### Material provided
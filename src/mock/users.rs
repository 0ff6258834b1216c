use axum::{
    extract::{Path, Query, State},
    Json,
};
use std::sync::Arc;

use super::{paginate, require_admin, ApiError, MockState};
use crate::api::users::UserQuery;
use crate::models::{Page, Role, User};

#[derive(Debug, serde::Deserialize)]
pub struct RoleChange {
    pub role: Role,
}

pub async fn list(
    State(state): State<Arc<MockState>>,
    user: User,
    Query(query): Query<UserQuery>,
) -> Result<Json<Page<User>>, ApiError> {
    require_admin(&user)?;
    let users = state.users.read();
    let filtered: Vec<User> = users
        .iter()
        .filter(|u| {
            query
                .username
                .as_deref()
                .map_or(true, |name| u.username.contains(name))
                && query
                    .email
                    .as_deref()
                    .map_or(true, |email| u.email.contains(email))
                && query.role.map_or(true, |role| u.role == role)
        })
        .cloned()
        .collect();
    Ok(Json(paginate(&filtered, query.page, query.size)))
}

pub async fn set_role(
    State(state): State<Arc<MockState>>,
    user: User,
    Path(id): Path<String>,
    Json(change): Json<RoleChange>,
) -> Result<Json<User>, ApiError> {
    require_admin(&user)?;
    let mut users = state.users.write();
    let target = users
        .iter_mut()
        .find(|u| u.id == id)
        .ok_or_else(|| ApiError::not_found("User not found"))?;
    target.role = change.role;
    let updated = target.clone();
    drop(users);

    // Live sessions see the role change immediately.
    for mut entry in state.sessions.iter_mut() {
        if entry.id == id {
            entry.role = change.role;
        }
    }
    Ok(Json(updated))
}

pub async fn remove(
    State(state): State<Arc<MockState>>,
    user: User,
    Path(id): Path<String>,
) -> Result<Json<serde_json::Value>, ApiError> {
    require_admin(&user)?;
    if user.id == id {
        return Err(ApiError::validation("Cannot delete your own account"));
    }
    let mut users = state.users.write();
    let before = users.len();
    users.retain(|u| u.id != id);
    if users.len() == before {
        return Err(ApiError::not_found("User not found"));
    }
    drop(users);

    state.sessions.retain(|_, u| u.id != id);
    Ok(Json(serde_json::json!({ "success": true })))
}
######
All of the entries above need to be reproduced exactly.

* _Finished task_
filename src/mock/users.rs
repository 0ff6258834b1216c
use axum::{
    extract::{Path, Query, State},
    Json,
};
use std::sync::Arc;

use super::{paginate, require_admin, ApiError, MockState};
use crate::api::users::UserQuery;
use crate::models::{Page, Role, User};

#[derive(Debug, serde::Deserialize)]
pub struct RoleChange {
    pub role: Role,
}

pub async fn list(
    State(state): State<Arc<MockState>>,
    user: User,
    Query(query): Query<UserQuery>,
) -> Result<Json<Page<User>>, ApiError> {
    require_admin(&user)?;
    let users = state.users.read();
    let filtered: Vec<User> = users
        .iter()
        .filter(|u| {
            query
                .username
                .as_deref()
                .map_or(true, |name| u.username.contains(name))
                && query
                    .email
                    .as_deref()
                    .map_or(true, |email| u.email.contains(email))
                && query.role.map_or(true, |role| u.role == role)
        })
        .cloned()
        .collect();
    Ok(Json(paginate(&filtered, query.page, query.size)))
}

pub async fn set_role(
    State(state): State<Arc<MockState>>,
    user: User,
    Path(id): Path<String>,
    Json(change): Json<RoleChange>,
) -> Result<Json<User>, ApiError> {
    require_admin(&user)?;
    let mut users = state.users.write();
    let target = users
        .iter_mut()
        .find(|u| u.id == id)
        .ok_or_else(|| ApiError::not_found("User not found"))?;
    target.role = change.role;
    let updated = target.clone();
    drop(users);

    // Live sessions see the role change immediately.
    for mut entry in state.sessions.iter_mut() {
        if entry.id == id {
            entry.role = change.role;
        }
    }
    Ok(Json(updated))
}

pub async fn remove(
    State(state): State<Arc<MockState>>,
    user: User,
    Path(id): Path<String>,
) -> Result<Json<serde_json::Value>, ApiError> {
    require_admin(&user)?;
    if user.id == id {
        return Err(ApiError::validation("Cannot delete your own account"));
    }
    let mut users = state.users.write();
    let before = users.len();
    users.retain(|u| u.id != id);
    if users.len() == before {
        return Err(ApiError::not_found("User not found"));
    }
    drop(users);

    state.sessions.retain(|_, u| u.id != id);
    Ok(Json(serde_json::json!({ "success": true })))
}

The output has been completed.